Power of blameless retrospectives

27 Dec, 2020 - 00:12 0 Views
Power of blameless retrospectives Covid-19 has revealed many naked things that should change how we dress up, how we conduct ourselves, how we plan and what we value

The Sunday Mail

Hunt for Greatness
Milton Kamwendo

Unless you can go beyond blame, you will remain lame and never master the game of greatness. The year 2020 has been a year and a season that is hard to describe in a few lines.

Life is like that. It is the pandemic year and pandemics do not come every day and few generations ever get to witness them or live through them.

Pandemics come to pound some sense into our heads. The first lesson for me in this pandemic is that, sadly people die in a pandemic but not all deaths are caused by the pandemic. The second lesson is that the pandemic does not mean that the world has ended and life has come to an end. Pandemics are accelerators and come pregnant with lessons, myths, surprises and revelations.

Mr Warren Buffet once said: “You never know who’s swimming naked until the tide goes out.”

Sadly but importantly, this pandemic has revealed many naked things that should change how we dress up, how we conduct ourselves, how we plan and what we value.

The last I heard of the year of “furuwenza” was when my grandmother was trying to explain what happened when she was still a beautiful one. Something that I could not understand and made me wonder why that year was so special.

I thought she was trying to explain something about the evils of ageing. I thought those sad years had happened, then passed and we now know better.

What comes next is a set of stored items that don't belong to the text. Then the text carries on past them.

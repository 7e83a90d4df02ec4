//! The 432-byte SGX report structure.
//!
//! Layout follows the Intel SDM; only the fields the notarization pipeline
//! reads are decoded. Offsets are fixed by hardware: flags at 48 (debug bit
//! 0x02), MRENCLAVE at 64, MRSIGNER at 128, ISVPRODID at 256, ISVSVN at
//! 258, report data at 320.

use crate::error::EnclaveError;

/// Exact size of an SGX report.
pub const SGX_REPORT_SIZE: usize = 432;
/// Bit set in the attribute flags when the enclave runs in debug mode.
pub const DEBUG_FLAG: u64 = 0x02;

const CPU_SVN_OFFSET: usize = 0;
const MISC_SELECT_OFFSET: usize = 16;
const FLAGS_OFFSET: usize = 48;
const XFRM_OFFSET: usize = 56;
const MR_ENCLAVE_OFFSET: usize = 64;
const MR_SIGNER_OFFSET: usize = 128;
const ISV_PROD_ID_OFFSET: usize = 256;
const ISV_SVN_OFFSET: usize = 258;
const REPORT_DATA_OFFSET: usize = 320;

#[derive(Debug, Clone, PartialEq, Eq)]
pub struct SgxReport {
    pub cpu_svn: [u8; 16],
    pub misc_select: u32,
    pub flags: u64,
    pub xfrm: u64,
    pub mr_enclave: [u8; 32],
    pub mr_signer: [u8; 32],
    pub isv_prod_id: u16,
    pub isv_svn: u16,
    pub report_data: [u8; 64],
}

impl SgxReport {
    /// Decode a report read from the `report` pseudo-file.
    pub fn parse(bytes: &[u8]) -> Result<Self, EnclaveError> {
        if bytes.len() != SGX_REPORT_SIZE {
            return Err(EnclaveError::InvalidSGXReportSize(bytes.len()));
        }

        let mut cpu_svn = [0u8; 16];
        cpu_svn.copy_from_slice(&bytes[CPU_SVN_OFFSET..CPU_SVN_OFFSET + 16]);
        let mut mr_enclave = [0u8; 32];
        mr_enclave.copy_from_slice(&bytes[MR_ENCLAVE_OFFSET..MR_ENCLAVE_OFFSET + 32]);
        let mut mr_signer = [0u8; 32];
        mr_signer.copy_from_slice(&bytes[MR_SIGNER_OFFSET..MR_SIGNER_OFFSET + 32]);
        let mut report_data = [0u8; 64];
        report_data.copy_from_slice(&bytes[REPORT_DATA_OFFSET..REPORT_DATA_OFFSET + 64]);

        Ok(Self {
            cpu_svn,
            misc_select: u32::from_le_bytes(
                bytes[MISC_SELECT_OFFSET..MISC_SELECT_OFFSET + 4].try_into().unwrap(),
            ),
            flags: u64::from_le_bytes(bytes[FLAGS_OFFSET..FLAGS_OFFSET + 8].try_into().unwrap()),
            xfrm: u64::from_le_bytes(bytes[XFRM_OFFSET..XFRM_OFFSET + 8].try_into().unwrap()),
            mr_enclave,
            mr_signer,
            isv_prod_id: u16::from_le_bytes(
                bytes[ISV_PROD_ID_OFFSET..ISV_PROD_ID_OFFSET + 2].try_into().unwrap(),
            ),
            isv_svn: u16::from_le_bytes(
                bytes[ISV_SVN_OFFSET..ISV_SVN_OFFSET + 2].try_into().unwrap(),
            ),
            report_data,
        })
    }

    /// Whether the debug attribute bit is set.
    pub fn is_debug(&self) -> bool {
        self.flags & DEBUG_FLAG != 0
    }
}

/// Build a raw report with recognisable field contents. Test fixture shared
/// with the gramine and startup tests.
#[cfg(test)]
pub(crate) fn raw_report(flags: u64) -> Vec<u8> {
    let mut bytes = vec![0u8; SGX_REPORT_SIZE];
    bytes[CPU_SVN_OFFSET..CPU_SVN_OFFSET + 16].copy_from_slice(&[0x01; 16]);
    bytes[MISC_SELECT_OFFSET..MISC_SELECT_OFFSET + 4]
        .copy_from_slice(&0xdead_beefu32.to_le_bytes());
    bytes[FLAGS_OFFSET..FLAGS_OFFSET + 8].copy_from_slice(&flags.to_le_bytes());
    bytes[XFRM_OFFSET..XFRM_OFFSET + 8].copy_from_slice(&0x07u64.to_le_bytes());
    bytes[MR_ENCLAVE_OFFSET..MR_ENCLAVE_OFFSET + 32].copy_from_slice(&[0xaa; 32]);
    bytes[MR_SIGNER_OFFSET..MR_SIGNER_OFFSET + 32].copy_from_slice(&[0xbb; 32]);
    bytes[ISV_PROD_ID_OFFSET..ISV_PROD_ID_OFFSET + 2].copy_from_slice(&7u16.to_le_bytes());
    bytes[ISV_SVN_OFFSET..ISV_SVN_OFFSET + 2].copy_from_slice(&3u16.to_le_bytes());
    bytes[REPORT_DATA_OFFSET..REPORT_DATA_OFFSET + 64].copy_from_slice(&[0xcc; 64]);
    bytes
}
use axum::http::header;
use axum::response::{IntoResponse, Response};
use axum::routing::get;
use axum::{debug_handler, Json, Router};
use serde_json::json;
use utoipa::OpenApi;

use crate::AppState;

#[utoipa::path(
    get,
    path = "/health",
    tag = "Health",
    responses (
        (status = 200, description = "Notarization server is healthy"),
    )
)]
#[debug_handler(state = AppState)]
/// Health check
///
/// The timestamp here is the local clock; it is informational and never
/// enters an attestation.
async fn handler() -> Response {
    let body = Json(json!({
        "status": "healthy",
        "timestamp": chrono::Utc::now().to_rfc3339(),
    }));
    ([(header::CACHE_CONTROL, "no-store")], body).into_response()
}

#[derive(OpenApi)]
#[openapi(paths(handler))]
struct Docs;

pub fn create_docs() -> utoipa::openapi::OpenApi {
    Docs::openapi()
}

pub fn create_router() -> Router<AppState> {
    Router::new().route("/", get(handler))
}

Then, I was too naive to even understand what that influenza was all about and why it was a landmark period. I thought what she was referring to, belonged to old people’s idle tales and poor calendar markings. I had thought then that this is what happens when old people want to fix blame. Life knew better and I could have listened more. Never fix blame, rather fix the issue. Fixing blame never solved anything or developed anyone or took anyone anywhere.

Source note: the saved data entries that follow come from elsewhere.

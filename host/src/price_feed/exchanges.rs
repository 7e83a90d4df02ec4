//! Per-exchange ticker fetching and response parsing.
//!
//! Every venue speaks its own dialect; each parser reduces a response to
//! `(symbol?, price, volume, timestamp?)` and nothing else. Failures here
//! are tolerated by the aggregator, logged and counted.

use std::sync::atomic::{AtomicU32, Ordering};
use std::time::Duration;

use backoff::ExponentialBackoff;
use serde_json::Value;
use thiserror::Error;
use tracing::warn;
use url::Url;

use crate::config::ExchangeConfig;

/// Attempts per venue, retries included.
const MAX_FETCH_ATTEMPTS: u32 = 3;

#[derive(Debug, Error)]
pub enum ExchangeError {
    #[error("creating exchange request: {0}")]
    CreatingRequest(String),

    #[error("fetching from exchange: {0}")]
    Fetching(String),

    #[error("exchange returned status {0}")]
    Api(u16),

    #[error("reading exchange response: {0}")]
    ReadingResponse(String),

    #[error("decoding exchange response: {0}")]
    Decoding(String),

    #[error("missing {0} in exchange response")]
    MissingData(String),

    #[error("price {0:?} is not a positive decimal")]
    ParsingPrice(String),

    #[error("volume {0:?} is not a positive decimal")]
    ParsingVolume(String),

    #[error("parsing timestamp: {0}")]
    ParsingTimestamp(String),

    #[error("symbol mismatch: expected {expected}, got {got}")]
    SymbolMismatch { expected: String, got: String },

    #[error("source timestamp is {diff_ms}ms away from the request time (max {max_ms}ms)")]
    TimestampTooOld { diff_ms: u64, max_ms: u64 },
}

impl ExchangeError {
    /// Stable code used for logging and the failure counter.
    pub fn code(&self) -> &'static str {
        match self {
            ExchangeError::CreatingRequest(_) => "CreatingExchangeRequest",
            ExchangeError::Fetching(_) => "FetchingFromExchange",
            ExchangeError::Api(_) => "ExchangeApiError",
            ExchangeError::ReadingResponse(_) => "ReadingExchangeResponse",
            ExchangeError::Decoding(_) => "DecodingExchangeResponse",
            ExchangeError::MissingData(_) => "MissingDataInResponse",
            ExchangeError::ParsingPrice(_) => "ParsingPrice",
            ExchangeError::ParsingVolume(_) => "ParsingVolume",
            ExchangeError::ParsingTimestamp(_) => "ParsingTimestamp",
            ExchangeError::SymbolMismatch { .. } => "SymbolMismatch",
            ExchangeError::TimestampTooOld { .. } => "TimestampTooOld",
        }
    }
}

/// A ticker reduced to the fields the aggregator validates.
#[derive(Debug, Clone, PartialEq, Eq)]
pub struct RawTicker {
    pub price: String,
    pub volume: String,
    /// Milliseconds since epoch, when the venue reports one.
    pub timestamp_ms: Option<i64>,
}

/// Fetch one venue's ticker JSON, retrying transport failures.
pub async fn fetch_ticker(
    client: &reqwest::Client,
    exchange: &str,
    config: &ExchangeConfig,
    symbol: &str,
) -> Result<Value, ExchangeError> {
    let endpoint = config.endpoint_template.replace("{symbol}", symbol);
    let url = Url::parse(&format!("{}{}", config.base_url, endpoint))
        .map_err(|e| ExchangeError::CreatingRequest(e.to_string()))?;

    let backoff = ExponentialBackoff {
        initial_interval: Duration::from_secs(2),
        max_interval: Duration::from_secs(3),
        multiplier: 1.5,
        randomization_factor: 0.3,
        max_elapsed_time: Some(Duration::from_secs(20)),
        ..Default::default()
    };
    let attempts = AtomicU32::new(0);

    let response = backoff::future::retry(backoff, || async {
        let attempt = attempts.fetch_add(1, Ordering::Relaxed) + 1;
        match client.get(url.clone()).send().await {
            Ok(response) => Ok(response),
            Err(e) => {
                warn!(exchange, attempt, error = %e, "exchange fetch failed");
                if attempt >= MAX_FETCH_ATTEMPTS {
                    Err(backoff::Error::permanent(e))
                } else {
                    Err(backoff::Error::transient(e))
                }
            }
        }
    })
    .await
    .map_err(|e| ExchangeError::Fetching(e.to_string()))?;

    if !response.status().is_success() {
        return Err(ExchangeError::Api(response.status().as_u16()));
    }
    response
        .json::<Value>()
        .await
        .map_err(|e| ExchangeError::ReadingResponse(e.to_string()))
}

/// Reduce a venue response to a [`RawTicker`], verifying any echoed symbol
/// case-insensitively.
pub fn parse_ticker(exchange: &str, body: &Value, symbol: &str) -> Result<RawTicker, ExchangeError> {
    match exchange {
        "binance" | "mexc" => parse_binance_like(body, symbol),
        "bybit" => parse_bybit(body, symbol),
        "coinbase" => parse_coinbase(body),
        "kraken" => parse_kraken(body),
        "gate" => parse_gate(body, symbol),
        "xt" => parse_xt(body, symbol),
        other => Err(ExchangeError::Decoding(format!("no parser for exchange {other}"))),
    }
}

fn check_symbol(expected: &str, got: &str) -> Result<(), ExchangeError> {
    if expected.eq_ignore_ascii_case(got) {
        Ok(())
    } else {
        Err(ExchangeError::SymbolMismatch {
            expected: expected.to_string(),
            got: got.to_string(),
        })
    }
}

fn string_field(value: &Value, field: &str) -> Result<String, ExchangeError> {
    match value.get(field) {
        Some(Value::String(s)) => Ok(s.clone()),
        Some(Value::Number(n)) => Ok(n.to_string()),
        _ => Err(ExchangeError::MissingData(field.to_string())),
    }
}

fn int_field(value: &Value, field: &str) -> Result<i64, ExchangeError> {
    value
        .get(field)
        .and_then(Value::as_i64)
        .ok_or_else(|| ExchangeError::MissingData(field.to_string()))
}

/// `GET /api/v3/ticker/24hr`: `symbol`, `lastPrice`, `volume`, `closeTime`.
fn parse_binance_like(body: &Value, symbol: &str) -> Result<RawTicker, ExchangeError> {
    check_symbol(symbol, &string_field(body, "symbol")?)?;
    Ok(RawTicker {
        price: string_field(body, "lastPrice")?,
        volume: string_field(body, "volume")?,
        timestamp_ms: Some(int_field(body, "closeTime")?),
    })
}

/// `GET /v5/market/tickers`: envelope with `retCode`, `result.list[0]` and a
/// top-level `time` in milliseconds.
fn parse_bybit(body: &Value, symbol: &str) -> Result<RawTicker, ExchangeError> {
    let ret_code = int_field(body, "retCode")?;
    if ret_code != 0 {
        return Err(ExchangeError::Decoding(format!("retCode {ret_code}")));
    }
    let ticker = body
        .get("result")
        .and_then(|r| r.get("list"))
        .and_then(|l| l.get(0))
        .ok_or_else(|| ExchangeError::MissingData("result.list[0]".to_string()))?;
    check_symbol(symbol, &string_field(ticker, "symbol")?)?;
    Ok(RawTicker {
        price: string_field(ticker, "lastPrice")?,
        volume: string_field(ticker, "volume24h")?,
        timestamp_ms: Some(int_field(body, "time")?),
    })
}

/// `GET /products/{id}/ticker`: `price`, `volume`, RFC3339 `time`. The
/// product id is not echoed, so there is no symbol check.
fn parse_coinbase(body: &Value) -> Result<RawTicker, ExchangeError> {
    let time = string_field(body, "time")?;
    let timestamp_ms = chrono::DateTime::parse_from_rfc3339(&time)
        .map_err(|e| ExchangeError::ParsingTimestamp(e.to_string()))?
        .timestamp_millis();
    Ok(RawTicker {
        price: string_field(body, "price")?,
        volume: string_field(body, "volume")?,
        timestamp_ms: Some(timestamp_ms),
    })
}

/// `GET /0/public/Ticker`: `result` keyed by Kraken's own pair name with
/// `c[0]` as last price and `v[1]` as 24h volume. No response timestamp.
fn parse_kraken(body: &Value) -> Result<RawTicker, ExchangeError> {
    if let Some(errors) = body.get("error").and_then(Value::as_array) {
        if !errors.is_empty() {
            return Err(ExchangeError::Decoding(format!("kraken error: {errors:?}")));
        }
    }
    let result = body
        .get("result")
        .and_then(Value::as_object)
        .filter(|pairs| !pairs.is_empty())
        .ok_or_else(|| ExchangeError::MissingData("result".to_string()))?;
    let ticker = result.values().next().unwrap();
    let price = ticker
        .get("c")
        .and_then(|c| c.get(0))
        .and_then(Value::as_str)
        .ok_or_else(|| ExchangeError::MissingData("result.c[0]".to_string()))?;
    let volume = ticker
        .get("v")
        .and_then(|v| v.get(1))
        .and_then(Value::as_str)
        .ok_or_else(|| ExchangeError::MissingData("result.v[1]".to_string()))?;
    Ok(RawTicker {
        price: price.to_string(),
        volume: volume.to_string(),
        timestamp_ms: None,
    })
}

/// `GET /api/v4/spot/tickers`: an array with `currency_pair`, `last`,
/// `base_volume`. No response timestamp.
fn parse_gate(body: &Value, symbol: &str) -> Result<RawTicker, ExchangeError> {
    let ticker = body
        .get(0)
        .ok_or_else(|| ExchangeError::MissingData("[0]".to_string()))?;
    check_symbol(symbol, &string_field(ticker, "currency_pair")?)?;
    Ok(RawTicker {
        price: string_field(ticker, "last")?,
        volume: string_field(ticker, "base_volume")?,
        timestamp_ms: None,
    })
}

/// `GET /v4/public/ticker/24h`: envelope with `rc`, `result[0]` carrying
/// `s` (symbol), `c` (close), `q` (quantity) and `t` (milliseconds).
fn parse_xt(body: &Value, symbol: &str) -> Result<RawTicker, ExchangeError> {
    let rc = int_field(body, "rc")?;
    if rc != 0 {
        return Err(ExchangeError::Decoding(format!("rc {rc}")));
    }
    let ticker = body
        .get("result")
        .and_then(|r| r.get(0))
        .ok_or_else(|| ExchangeError::MissingData("result[0]".to_string()))?;
    check_symbol(symbol, &string_field(ticker, "s")?)?;
    Ok(RawTicker {
        price: string_field(ticker, "c")?,
        volume: string_field(ticker, "q")?,
        timestamp_ms: Some(int_field(ticker, "t")?),
    })
}

#[cfg(test)]
mod tests {
    use super::*;
    use serde_json::json;

    #[test]
    fn binance_ticker_parses() {
        let body = json!({
            "symbol": "BTCUSDT",
            "lastPrice": "50000.00",
            "volume": "1000.5",
            "closeTime": 1700000000123i64
        });
        let ticker = parse_ticker("binance", &body, "BTCUSDT").unwrap();
        assert_eq!(ticker.price, "50000.00");
        assert_eq!(ticker.volume, "1000.5");
        assert_eq!(ticker.timestamp_ms, Some(1700000000123));
    }

    #[test]
    fn binance_symbol_check_is_case_insensitive() {
        let body = json!({
            "symbol": "btcusdt",
            "lastPrice": "1",
            "volume": "1",
            "closeTime": 1i64
        });
        assert!(parse_ticker("binance", &body, "BTCUSDT").is_ok());
        assert!(matches!(
            parse_ticker("binance", &body, "ETHUSDT"),
            Err(ExchangeError::SymbolMismatch { .. })
        ));
    }

    #[test]
    fn bybit_ticker_parses() {
        let body = json!({
            "retCode": 0,
            "result": {
                "category": "spot",
                "list": [{ "symbol": "BTCUSDT", "lastPrice": "50100", "volume24h": "800.25" }]
            },
            "time": 1700000000456i64
        });
        let ticker = parse_ticker("bybit", &body, "BTCUSDT").unwrap();
        assert_eq!(ticker.price, "50100");
        assert_eq!(ticker.timestamp_ms, Some(1700000000456));
    }

    #[test]
    fn bybit_error_envelope_is_rejected() {
        let body = json!({ "retCode": 10001, "result": {}, "time": 1i64 });
        assert!(matches!(
            parse_ticker("bybit", &body, "BTCUSDT"),
            Err(ExchangeError::Decoding(_))
        ));
    }

    #[test]
    fn coinbase_ticker_parses_rfc3339_time() {
        let body = json!({
            "price": "50200.00",
            "volume": "1200.75",
            "time": "2023-11-14T22:13:20.123Z"
        });
        let ticker = parse_ticker("coinbase", &body, "BTC-USD").unwrap();
        assert_eq!(ticker.price, "50200.00");
        assert_eq!(ticker.timestamp_ms, Some(1700000000123));
    }

    #[test]
    fn kraken_ticker_parses_nested_arrays() {
        let body = json!({
            "error": [],
            "result": {
                "XXBTZUSD": { "c": ["50300.0", "0.1"], "v": ["120.5", "900.3"] }
            }
        });
        let ticker = parse_ticker("kraken", &body, "XBTUSD").unwrap();
        assert_eq!(ticker.price, "50300.0");
        assert_eq!(ticker.volume, "900.3");
        assert_eq!(ticker.timestamp_ms, None);
    }

    #[test]
    fn kraken_errors_are_rejected() {
        let body = json!({ "error": ["EQuery:Unknown asset pair"] });
        assert!(matches!(
            parse_ticker("kraken", &body, "XBTUSD"),
            Err(ExchangeError::Decoding(_))
        ));
    }

    #[test]
    fn gate_ticker_parses() {
        let body = json!([{
            "currency_pair": "ALEO_USDT",
            "last": "0.245",
            "base_volume": "1500000"
        }]);
        let ticker = parse_ticker("gate", &body, "ALEO_USDT").unwrap();
        assert_eq!(ticker.price, "0.245");
        assert_eq!(ticker.volume, "1500000");
    }

    #[test]
    fn xt_ticker_parses() {
        let body = json!({
            "rc": 0,
            "result": [{ "s": "aleo_usdt", "c": "0.244", "q": "900000", "t": 1700000000789i64 }]
        });
        let ticker = parse_ticker("xt", &body, "aleo_usdt").unwrap();
        assert_eq!(ticker.price, "0.244");
        assert_eq!(ticker.timestamp_ms, Some(1700000000789));
    }

    #[test]
    fn missing_fields_are_missing_data() {
        let body = json!({ "symbol": "BTCUSDT", "volume": "1", "closeTime": 1i64 });
        assert!(matches!(
            parse_ticker("binance", &body, "BTCUSDT"),
            Err(ExchangeError::MissingData(f)) if f == "lastPrice"
        ));
    }

    #[test]
    fn unknown_exchanges_are_rejected() {
        assert!(matches!(
            parse_ticker("hyperion", &json!({}), "X"),
            Err(ExchangeError::Decoding(_))
        ));
    }
}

Finally, I am beginning to understand, dimly though as I learn to look at things with an eye of appreciation. I also know I will be speaking about this year, this pandemic, as a time marker for many years to come and 2020 is not an ordinary year. I hope my grandchildren will care to listen to my musings and ask a few intelligent questions that will help us learn together and see what matters.

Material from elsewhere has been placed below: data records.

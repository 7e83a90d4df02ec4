//! JSON value selection with dot/bracket paths.

use lazy_static::lazy_static;
use regex::Regex;
use serde_json::Value;

use crate::error::HostError;

lazy_static! {
    /// `.[n]` and `[n]` index forms, rewritten to plain `.n` segments.
    static ref INDEX_FORM: Regex = Regex::new(r"\.?\[(\d+)\]").unwrap();
}

/// Select one value out of a JSON body with a dot/bracket path like
/// `tokens[0]` or `data.price`.
pub fn select_json(body: &[u8], selector: &str) -> Result<String, HostError> {
    let value: Value = serde_json::from_slice(body)
        .map_err(|e| HostError::DecodingJsonResponse(e.to_string()))?;

    let path = to_json_path(selector);
    let matches = jsonpath_lib::select(&value, &path)
        .map_err(|_| HostError::SelectorNotFound(selector.to_string()))?;
    let found: &Value = matches
        .first()
        .copied()
        .ok_or_else(|| HostError::SelectorNotFound(selector.to_string()))?;

    let text = match found {
        Value::String(s) => s.clone(),
        Value::Null => String::new(),
        other => other.to_string(),
    };
    if text.is_empty() {
        return Err(HostError::EmptyAttestationData);
    }
    Ok(text)
}

/// Rewrite index forms to dot segments, then build a JSONPath expression.
fn to_json_path(selector: &str) -> String {
    let normalized = INDEX_FORM.replace_all(selector.trim(), ".$1");
    let mut path = String::from("$");
    for segment in normalized.split('.').filter(|s| !s.is_empty()) {
        if segment.bytes().all(|b| b.is_ascii_digit()) {
            path.push_str(&format!("[{segment}]"));
        } else {
            path.push('.');
            path.push_str(segment);
        }
    }
    path
}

Hindsight is 20-20 vision. It is when we look back that we understand best and see more clearly, if we use the right spectacles. When going through turbulence it is easy to substitute experiments for wisdom, guess-work for scientific evidence and fear for facts.

How you look back determines what you see, what you learn and what you do. It is an epic choice to either fix the problem or fix the blame. Whatever you fix determines whether you move forward or remain stuck in the past. Whenever we move into the future, we must always take the best parts of the past.

Taking the worst parts of the past and parading them is not genius but self-mutilation. Leave the hurts, bitterness and pains of the past where they belong and do not let anything blind your faith, wound your spirit and dull your energies. The world is racing ahead and not backwards. Vision prompts us to desire to be better than a museum of the past. The software running in our heads and conversations matters as it informs our actions and attitude.

Agile software developers have a wisdom that should be applied to all life. It is difficult to build any technology tool and get it to work 100 percent all the time. Developers have to keep getting feedback and using this to make changes, improvements, adaptations. All the while, they must look-back, learn from the past and from what was done and then build these experiences into the future.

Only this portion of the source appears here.